A game is basically a structured form of active play, normally undertaken for fun or entertainment, and at times used as a teaching tool. Games are very different from work, which typically are performed for monetary reward, and from fine arts, which are more typically an expression of artistic or aesthetic elements. The work is built on systems of logic, while games are more about the creative process and the application of ideas in a non-realistic setting. The two types of activities have a lot in common, even though they are very different from one another in many ways, especially when it comes to structure. Both involve a group of people interacting in some way, with the interaction guided by a common purpose.
Game theory is the study of how people choose to make choices in order to achieve a specific goal, often monetary. In business, game theory helps to guide the allocation of resources so that the most profit can be made. The field is particularly important in economics because it applies to all forms of economic activity, including marketing strategies, management, investment, public policies and the distribution of wealth. Game theory is also used in mathematics, in the creation of probability models and in other areas where the analysis of probabilities is critical to understanding the behavior of complex real-world situations. In the game theory field, there are two main areas of concentration: reinforcement and bargaining.
Reinforcement theory states that a player is more likely to cooperate when given the opportunity to do so, and that the two players should share the same incentives. This is why most economic models that deal with bargaining include the element of Reinforcement. Once these two players agree upon the terms of the contract, then everyone in the game has the opportunity to either cash in their points or roll over their capital, gaining or losing in the process. Once everyone has accrued points or cash, then the game is considered over.

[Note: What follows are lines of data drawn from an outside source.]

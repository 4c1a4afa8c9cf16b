//! File-backed task storage
//!
//! Tasks are kept in insertion order; that order is what gets persisted.
//! Sorted listings are a projection and never reorder the underlying
//! sequence.

use std::cmp::Ordering;
use std::fs;
use std::path::{Path, PathBuf};

use serde_json::Value;
use tracing::debug;

use super::model::{is_valid_date, Task};
use crate::{Error, Result};

/// Sort criterion for display listings
#[derive(Debug, Clone, Copy, PartialEq, Eq)]
pub enum SortKey {
    /// Ascending, case-insensitive task text
    Name,
    /// Highest priority first
    Priority,
    /// Earliest due date first, undated tasks last
    DueDate,
}

/// Ordered task collection with JSON file persistence
///
/// Every mutating operation writes the full collection back to the
/// storage file before returning. Positions handed to [`edit`] and
/// [`delete`] are 1-based, matching the numbering shown in listings.
///
/// [`edit`]: TaskStore::edit
/// [`delete`]: TaskStore::delete
pub struct TaskStore {
    /// Path to the JSON file
    path: PathBuf,
    /// Tasks in insertion order
    tasks: Vec<Task>,
}

impl TaskStore {
    /// Create an empty store backed by `path` without touching the file
    pub fn new(path: impl Into<PathBuf>) -> Self {
        Self {
            path: path.into(),
            tasks: Vec::new(),
        }
    }

    /// Open a store and load prior state from `path`
    ///
    /// A missing file is not an error; the store starts empty.
    pub fn open(path: impl Into<PathBuf>) -> Result<Self> {
        let mut store = Self::new(path);
        store.load()?;
        Ok(store)
    }

    /// Path of the storage file
    pub fn path(&self) -> &Path {
        &self.path
    }

    /// Current tasks in storage order
    pub fn list(&self) -> &[Task] {
        &self.tasks
    }

    pub fn len(&self) -> usize {
        self.tasks.len()
    }

    pub fn is_empty(&self) -> bool {
        self.tasks.is_empty()
    }

    /// Validate and append a task, then persist
    ///
    /// The text is trimmed and must be non-empty; a due date must have the
    /// `YYYY-MM-DD` shape (a blank date counts as no date). New tasks always
    /// go to the end of the sequence.
    pub fn add(&mut self, task: Task) -> Result<Task> {
        let task = validate(task)?;
        self.tasks.push(task.clone());
        self.save()?;
        Ok(task)
    }

    /// Validate a replacement task and store it at `position`, then persist
    ///
    /// The task keeps its place in storage order. Same validation as
    /// [`add`](TaskStore::add).
    pub fn edit(&mut self, position: usize, task: Task) -> Result<Task> {
        let slot = self.resolve(position)?;
        let task = validate(task)?;
        self.tasks[slot] = task.clone();
        self.save()?;
        Ok(task)
    }

    /// Remove the task at `position`, then persist
    pub fn delete(&mut self, position: usize) -> Result<Task> {
        let slot = self.resolve(position)?;
        let removed = self.tasks.remove(slot);
        self.save()?;
        Ok(removed)
    }

    /// Non-mutating sorted projection for display
    ///
    /// Each entry carries the task's 1-based storage position so callers
    /// can map a displayed row back to [`edit`](TaskStore::edit) or
    /// [`delete`](TaskStore::delete). All sorts are stable: ties keep
    /// their relative storage order.
    pub fn sorted_view(&self, key: SortKey) -> Vec<(usize, &Task)> {
        let mut view: Vec<(usize, &Task)> = self
            .tasks
            .iter()
            .enumerate()
            .map(|(i, task)| (i + 1, task))
            .collect();

        match key {
            SortKey::Name => view.sort_by_key(|(_, task)| task.text.to_lowercase()),
            SortKey::Priority => view.sort_by(|(_, a), (_, b)| b.priority.cmp(&a.priority)),
            SortKey::DueDate => view.sort_by(|(_, a), (_, b)| {
                cmp_due_dates(a.due_date.as_deref(), b.due_date.as_deref())
            }),
        }

        view
    }

    /// Write the full task sequence to the storage file
    ///
    /// Pretty-printed JSON, non-ASCII text unescaped. `fs::write` gives
    /// old-or-new file content on a crash, nothing stronger.
    pub fn save(&self) -> Result<()> {
        let content = serde_json::to_string_pretty(&self.tasks)
            .map_err(|e| Error::Persistence(format!("failed to serialize tasks: {}", e)))?;

        if let Some(parent) = self.path.parent() {
            if !parent.as_os_str().is_empty() {
                fs::create_dir_all(parent)?;
            }
        }

        fs::write(&self.path, content)?;
        debug!("saved {} tasks to {}", self.tasks.len(), self.path.display());
        Ok(())
    }

    /// Load the task sequence from the storage file
    ///
    /// Legacy files store bare strings instead of records; the shape is
    /// decided once from the first element and applies to the whole file,
    /// never per element. The in-memory sequence is only replaced after the
    /// whole file parsed.
    pub fn load(&mut self) -> Result<()> {
        if !self.path.exists() {
            self.tasks.clear();
            return Ok(());
        }

        let content = fs::read_to_string(&self.path)?;
        let records: Vec<Value> = serde_json::from_str(&content).map_err(|e| {
            Error::Persistence(format!("failed to parse {}: {}", self.path.display(), e))
        })?;

        let legacy = matches!(records.first(), Some(Value::String(_)));
        let mut tasks = Vec::with_capacity(records.len());
        if legacy {
            debug!(
                "migrating {} legacy tasks from {}",
                records.len(),
                self.path.display()
            );
            for record in records {
                match record {
                    Value::String(text) => tasks.push(Task::new(text)),
                    other => {
                        return Err(Error::MalformedRecord(format!(
                            "expected plain string in legacy task file, got {}",
                            other
                        )))
                    }
                }
            }
        } else {
            for record in records {
                tasks.push(Task::from_record(record)?);
            }
        }

        debug!("loaded {} tasks from {}", tasks.len(), self.path.display());
        self.tasks = tasks;
        Ok(())
    }

    /// Map a 1-based listing position to a vec index
    fn resolve(&self, position: usize) -> Result<usize> {
        if position == 0 || position > self.tasks.len() {
            return Err(Error::IndexOutOfRange(position));
        }
        Ok(position - 1)
    }
}

/// Undated tasks sort after every dated task
fn cmp_due_dates(a: Option<&str>, b: Option<&str>) -> Ordering {
    match (a, b) {
        (Some(a), Some(b)) => a.cmp(b),
        (Some(_), None) => Ordering::Less,
        (None, Some(_)) => Ordering::Greater,
        (None, None) => Ordering::Equal,
    }
}

/// Trim the text and normalize the due date, rejecting invalid input
fn validate(mut task: Task) -> Result<Task> {
    let text = task.text.trim();
    if text.is_empty() {
        return Err(Error::EmptyTask);
    }
    task.text = text.to_string();

    task.due_date = match task.due_date.take() {
        Some(date) => {
            let date = date.trim();
            if date.is_empty() {
                None
            } else if is_valid_date(date) {
                Some(date.to_string())
            } else {
                return Err(Error::InvalidDateFormat(date.to_string()));
            }
        }
        None => None,
    };

    Ok(task)
}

The second area of concentration within the game design is bargaining. In this section, the game designers take into consideration the factors involved in contracting with others. When a player knows that he is up against equally powerful competitors, then everyone needs to be careful about how they play their contracts. The rules of the game can be modified accordingly in order to ensure that there is a fair and even playing field.
The computer game designer, meanwhile, uses a sophisticated algorithm to determine how each piece of software will interact with its neighbors and other programs on the screen. Every piece of the board has an effect on every other piece, as well as every other program on the screen. The results of these interactions determine who comes out on top, who loses, and how much each player is able to win or lose. In a computer program, a game can be played according to simple rules or according to very complicated rules. The rules may change according to the audience, the type of game, or even according to the preferences of the game designers.
In general, many people are of the opinion that gamification is a very useful theory. It is used in a variety of different contexts. It can be used to determine whether a certain game design makes sense for a specific audience, to test the theories of economics or business, to decide the success of a film or book, or to improve employee productivity. As we can see, it can be applied not only to board games but to games that involve complex interaction among players. Gamification helps in a great way to improve the quality of human interaction and to make it easier for players to succeed.